What exactly is security? Here, security means preventing people from any unauthorized access to a networked computer system and protecting the computer from both intentional and unintentional damages. This includes both local access and access via the network. An attacker or a negligent user normally changes or deletes data in a way that is not permitted on the target system by either modifying data directly or by changing it via an inserted program. Obviously, security in this chapter does not mean mirroring hard drives or regular data backups.
A number of mechanisms help ensure secure terminal server operation:
User identification, authentication Registered users must have an individual account and log on securely by providing a password. Alternatively, they can identify themselves with certificates (for example, on smart cards). All subsequent user action will then be linked to the logon information provided.
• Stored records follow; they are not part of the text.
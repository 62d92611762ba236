#![cfg_attr(not(debug_assertions), windows_subsystem = "windows")]

use std::error::Error;

use eframe::egui;
use egui::IconData;
use packet_loss_monitor::LossMonitorApp;

fn main() -> Result<(), Box<dyn Error>> {
    env_logger::init();

    let app = LossMonitorApp::new()?;

    let options = eframe::NativeOptions {
        viewport: egui::ViewportBuilder::default()
            .with_inner_size([640.0, 520.0])
            .with_min_inner_size([480.0, 320.0])
            .with_icon(IconData::default()),
        ..Default::default()
    };
    eframe::run_native(
        "Packet Loss Monitor",
        options,
        Box::new(move |_cc| {
            Ok(Box::new(app))
        }),
    )?;
    Ok(())
}
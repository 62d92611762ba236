use std::slice;

use crate::ping::ProbeResult;

/// Append-only log of probe outcomes for a single host, in probe-issue order.
///
/// Entries are never removed or reordered, so the length only grows. There is
/// no eviction: a run of `n` ticks keeps `n` entries per host.
#[derive(Debug, Clone, Default, PartialEq, Eq)]
pub struct HostLog {
    entries: Vec<ProbeResult>,
}

impl HostLog {
    pub fn new() -> Self {
        Self::default()
    }

    pub fn push(&mut self, result: ProbeResult) {
        self.entries.push(result);
    }

    pub fn len(&self) -> usize {
        self.entries.len()
    }

    pub fn is_empty(&self) -> bool {
        self.entries.is_empty()
    }

    pub fn entries(&self) -> &[ProbeResult] {
        &self.entries
    }

    pub fn iter(&self) -> slice::Iter<'_, ProbeResult> {
        self.entries.iter()
    }
}

impl<'a> IntoIterator for &'a HostLog {
    type Item = &'a ProbeResult;
    type IntoIter = slice::Iter<'a, ProbeResult>;

    fn into_iter(self) -> Self::IntoIter {
        self.iter()
    }
}

impl FromIterator<ProbeResult> for HostLog {
    fn from_iter<I: IntoIterator<Item = ProbeResult>>(iter: I) -> Self {
        Self {
            entries: iter.into_iter().collect(),
        }
    }
}
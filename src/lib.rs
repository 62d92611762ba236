//! Continuous packet loss, latency and jitter monitoring for a fixed set of hosts.
//!
//! A [`Monitor`] pings every host on one cadence and turns the accumulated
//! results into a [`Snapshot`] on another, handing each snapshot to a
//! [`Reporter`]. Probe outcomes live in a [`HostRegistry`], the only state
//! shared between the probing and reporting sides.

pub mod app;
pub mod config;
pub mod dns_cache;
pub mod error;
pub mod host_log;
pub mod monitor;
pub mod ping;
pub mod ping_executor;
pub mod prober;
pub mod registry;
pub mod reporter;
pub mod scheduler;
pub mod stats;
pub mod status_color;

pub use app::LossMonitorApp;
pub use config::{AppConfig, parse_interval};
pub use error::{ConfigError, MonitorError, RegistryError, SchedulerError};
pub use host_log::HostLog;
pub use monitor::{Monitor, MonitorSettings};
pub use ping::{FailureReason, ProbeResult, ProbeStatus};
pub use ping_executor::SurgePinger;
pub use prober::{Pinger, Prober};
pub use registry::HostRegistry;
pub use reporter::{LatestSnapshot, LogReporter, Reporter, Reporters};
pub use scheduler::Scheduler;
pub use stats::{GlobalStats, HostStats, JitterWindow, Snapshot};
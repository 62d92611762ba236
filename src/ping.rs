use std::fmt;
use std::time::Duration;

/// Why a single echo probe did not get a reply.
#[derive(Debug, Clone, Copy, PartialEq, Eq, Hash)]
pub enum FailureReason {
    /// No reply arrived before the probe timeout.
    Timeout,
    /// The destination could not be reached or answered with something other than an echo reply.
    Unreachable,
    /// The hostname could not be resolved to an address.
    Resolution,
    /// A local socket error, e.g. no permission to open an ICMP socket.
    Network,
}

impl fmt::Display for FailureReason {
    fn fmt(&self, f: &mut fmt::Formatter<'_>) -> fmt::Result {
        let text = match self {
            FailureReason::Timeout => "timeout",
            FailureReason::Unreachable => "unreachable",
            FailureReason::Resolution => "resolution failed",
            FailureReason::Network => "network error",
        };
        f.write_str(text)
    }
}

#[derive(Debug, Clone, Copy, PartialEq, Eq)]
pub enum ProbeStatus {
    Success,
    Failure(FailureReason),
}

/// Outcome of one echo probe to one host.
///
/// Failures carry a zero round-trip time, which statistics never average.
#[derive(Debug, Clone, Copy, PartialEq, Eq)]
pub struct ProbeResult {
    pub round_trip_time: Duration,
    pub status: ProbeStatus,
}

impl ProbeResult {
    pub fn success(round_trip_time: Duration) -> Self {
        Self {
            round_trip_time,
            status: ProbeStatus::Success,
        }
    }

    pub fn failure(reason: FailureReason) -> Self {
        Self {
            round_trip_time: Duration::ZERO,
            status: ProbeStatus::Failure(reason),
        }
    }

    pub fn is_success(&self) -> bool {
        self.status == ProbeStatus::Success
    }

    /// Round-trip time in milliseconds, only for successful probes.
    pub fn rtt_ms(&self) -> Option<f64> {
        self.is_success()
            .then(|| self.round_trip_time.as_secs_f64() * 1000.0)
    }
}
Authorization, access control A special system component controls which users have access to what data. This includes the file system, registry database, logical drives, and printers. The system uses access control lists (ACLs) to manage the access to each data object. Each data object has an owner who created the object and who can modify the ACL unrestrictedly.
Encryption Encryption options involve both local data and data streams flowing through the connected network. The relevant encryption algorithms ensure that all information is kept confidential and remains intact (integrity).
User permissions and administration To keep the system running, a number of administrative tasks must be performed. For this reason, a group of users (administrators) exists that has privileged system access. All other users have restricted permissions so that they cannot modify system settings.
Monitoring using a system protocol Users and administrators can make mistakes, even with the best intentions. A system instance logs many predefined activities to allow administrators to monitor the entire system and to conduct subsequent analyses. To detect and trace attacks by members of the administrator group, these audits should be conducted by others (internal auditors). Monitoring makes little sense if administrators can remove the traces of their forbidden actions from the system protocol.